The Other McCain

"One should either write ruthlessly what one believes to be the truth, or else shut up." — Arthur Koestler

In Defense of Cynicism

Posted on | July 1, 2024 | 3 Comments

Antisthenes

“The cynics aren’t always right. But that’s the way to bet,” Professor Glenn Reynolds says, in regard to a young journalist’s belated discovery that an infamous “hate crime” was not what he’d been told.

There is an unfortunate shortage of Cynicism among the young nowadays. Their idealistic conceptions of “social justice” make them automatic suckers for every “cause” that comes along, e.g.:

Further proof of the BLM movement’s essential bogusness was the fact that, once Joe Biden was installed as president, the protests ended. Black suspects are still getting shot by cops, but the national news media has ceased covering these incidents, because that was never really what it was about. It was about electing Democrats, period, and having succeeded at that goal, the media has moved on from BLM.
“Demand Justice for [Fill-in-the-Blank]” memes are now gathering dust back in the Instagram archives of liberals too stupid to wonder what the 2020 season of “activism” was really about. Never once has a liberal asked the cynical question, “Cui bono?” Who benefited from all that “activism”? Whose interests were served? Who got rich from those months of media-fueled outrage?

Have you heard of Linzell Parhm? He got shot to death by cops in Fort Wayne, Indiana, last month. Linzell’s family has retained the services of Ben Crump, whose legal practice seems to consist primarily of shaking down municipalities for “wrongful death” settlements. It isn’t clear that Linzell’s death was “wrongful,” considering that he had an AK-47-style Draco next to him in the car and the cop ordered him at gunpoint, “Keep your hands on the f—ing dash. If you reach down there again I will shoot you, motherf—er.” I don’t know about you, but if a cop drew his pistol and told me to keep my hands “on the f—ing dash,” my hands would be on the f—ing dash. Apparently this wasn’t how Linzell Parhm was taught to react to such situations, but he’s not here to argue in defense of his own approach to the situation, is he? But I digress . . .

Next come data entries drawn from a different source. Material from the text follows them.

use std::path::PathBuf;
use std::sync::Arc;
use std::time::Duration;

use eirene_spawn::OutputThrottle;
use futures::future::BoxFuture;
use tokio_util::sync::CancellationToken;

use crate::context::{LaunchContext, TeardownContext};
use crate::error::{LaunchError, TemplateError};

pub type LaunchFn<C, D> =
    Arc<dyn Fn(LaunchContext<C, D>) -> BoxFuture<'static, Result<(), LaunchError>> + Send + Sync>;

pub type TeardownFn =
    Arc<dyn Fn(TeardownContext) -> BoxFuture<'static, Result<(), LaunchError>> + Send + Sync>;

/// Bounded exponential backoff: `(retries, factor, min_timeout, max_timeout)`.
///
/// The k-th (k >= 1) inter-attempt delay is `min(k * factor * min_timeout,
/// max_timeout)`. Dead in persistent mode; see the module docs on
/// [`crate::retry`].
#[derive(Debug, Clone, Copy)]
pub struct RetryPolicy {
    pub retries: u32,
    pub factor: f64,
    pub min_timeout: Duration,
    pub max_timeout: Duration,
}

impl Default for RetryPolicy {
    fn default() -> Self {
        Self {
            retries: 0,
            factor: 2.0,
            min_timeout: Duration::from_millis(1000),
            max_timeout: Duration::from_millis(30_000),
        }
    }
}

impl RetryPolicy {
    /// Delay before the k-th retry attempt (k >= 1), capped at `max_timeout`.
    pub fn delay_for_attempt(&self, attempt: u32) -> Duration {
        let millis = (attempt as f64) * self.factor * (self.min_timeout.as_millis() as f64);
        let capped = millis.min(self.max_timeout.as_millis() as f64);
        Duration::from_millis(capped.max(0.0) as u64)
    }
}

/// Immutable description of a task, shared by reference across every
/// [`crate::manager::TaskManager`] of a pool.
pub struct TaskTemplate<C, D> {
    pub name: String,
    pub id: String,
    pub(crate) launch: LaunchFn<C, D>,
    pub(crate) teardown: Option<TeardownFn>,
    pub parent_cancel: CancellationToken,
    pub cwd: Option<PathBuf>,
    pub throttle: OutputThrottle,
    pub retry: RetryPolicy,
    pub initial_run: bool,
    pub interruptible: bool,
    pub persistent: bool,
}

impl<C, D> TaskTemplate<C, D>
where
    C: Send + Sync + 'static,
    D: Send + Sync + 'static,
{
    pub fn builder(name: impl Into<String>, launch: LaunchFn<C, D>) -> TaskTemplateBuilder<C, D> {
        TaskTemplateBuilder::new(name, launch)
    }
}

pub struct TaskTemplateBuilder<C, D> {
    name: String,
    id: Option<String>,
    launch: LaunchFn<C, D>,
    teardown: Option<TeardownFn>,
    parent_cancel: CancellationToken,
    cwd: Option<PathBuf>,
    throttle: OutputThrottle,
    retry: RetryPolicy,
    initial_run: bool,
    interruptible: bool,
    persistent: bool,
}

impl<C, D> TaskTemplateBuilder<C, D> {
    fn new(name: impl Into<String>, launch: LaunchFn<C, D>) -> Self {
        Self {
            name: name.into(),
            id: None,
            launch,
            teardown: None,
            parent_cancel: CancellationToken::new(),
            cwd: None,
            throttle: OutputThrottle::unthrottled(),
            retry: RetryPolicy::default(),
            initial_run: true,
            interruptible: true,
            persistent: false,
        }
    }

    pub fn id(mut self, id: impl Into<String>) -> Self {
        self.id = Some(id.into());
        self
    }

    pub fn teardown(mut self, teardown: TeardownFn) -> Self {
        self.teardown = Some(teardown);
        self
    }

    pub fn parent_cancel(mut self, cancel: CancellationToken) -> Self {
        self.parent_cancel = cancel;
        self
    }

    pub fn cwd(mut self, cwd: impl Into<PathBuf>) -> Self {
        self.cwd = Some(cwd.into());
        self
    }

    pub fn throttle(mut self, throttle: OutputThrottle) -> Self {
        self.throttle = throttle;
        self
    }

    pub fn retry(mut self, retry: RetryPolicy) -> Self {
        self.retry = retry;
        self
    }

    pub fn initial_run(mut self, initial_run: bool) -> Self {
        self.initial_run = initial_run;
        self
    }

    pub fn interruptible(mut self, interruptible: bool) -> Self {
        self.interruptible = interruptible;
        self
    }

    pub fn persistent(mut self, persistent: bool) -> Self {
        self.persistent = persistent;
        self
    }

    pub fn build(self) -> Result<TaskTemplate<C, D>, TemplateError> {
        if self.persistent && !self.initial_run {
            return Err(TemplateError::PersistentRequiresInitialRun);
        }
        if self.retry.factor < 1.0 {
            return Err(TemplateError::InvalidFactor(self.retry.factor));
        }

        let id = self.id.unwrap_or_else(|| nanoid::nanoid!());

        Ok(TaskTemplate {
            name: self.name,
            id,
            launch: self.launch,
            teardown: self.teardown,
            parent_cancel: self.parent_cancel,
            cwd: self.cwd,
            throttle: self.throttle,
            retry: self.retry,
            initial_run: self.initial_run,
            interruptible: self.interruptible,
            persistent: self.persistent,
        })
    }
}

My point is that Fort Wayne hasn’t been burnt to the ground, and nobody’s rioting over the death of Linzell Parhm, despite the fact that he’s just as dead as St. George of the Blessed Fentanyl. All that “social justice” uproar in 2020 was about one thing and one thing only, electing Joe Biden, and his campaign strategists apparently don’t think having nationwide race riots this summer would advance their chances of getting Biden reelected, so major national news organizations don’t give a damn about some idiot getting himself shot by the Fort Wayne PD.

In fact, to get back to Professor Reynold’s point about cynicism, I rather doubt that anybody in the media ever gave a damn about George Floyd. All they cared about was helping Democrats win an election, which is why they incited those “fiery but mostly peaceful” riots.

Merriam-Webster defines cynic as “one who believes that human conduct is motivated wholly by self-interest,” which strikes me as rather too narrow a definition. More generally, cynicism is about doubting those who claim to act from purely altruistic motives. Cynicism is about not being a chump. If you think the “journalists” at CNN are motivated by a noble desire to “speak truth to power,” blah blah blah, then you are the kind of sucker who never deserves an even break.

Do you believe Jake Tapper and Jim Acosta are better people — more virtuous, more honest, more intelligent — than you are? Are you morally and intellectually inferior to them? Then why would you content yourself to be tutored by them, to have them lecture you about “democracy,” as if you were an ignorant fifth-grader? It’s not just that they are  “Democratic operatives with bylines” (although they definitely are that), but rather that they think the rest of us are too stupid to see through their scam, and I don’t know about you, but I take kindly to such insults.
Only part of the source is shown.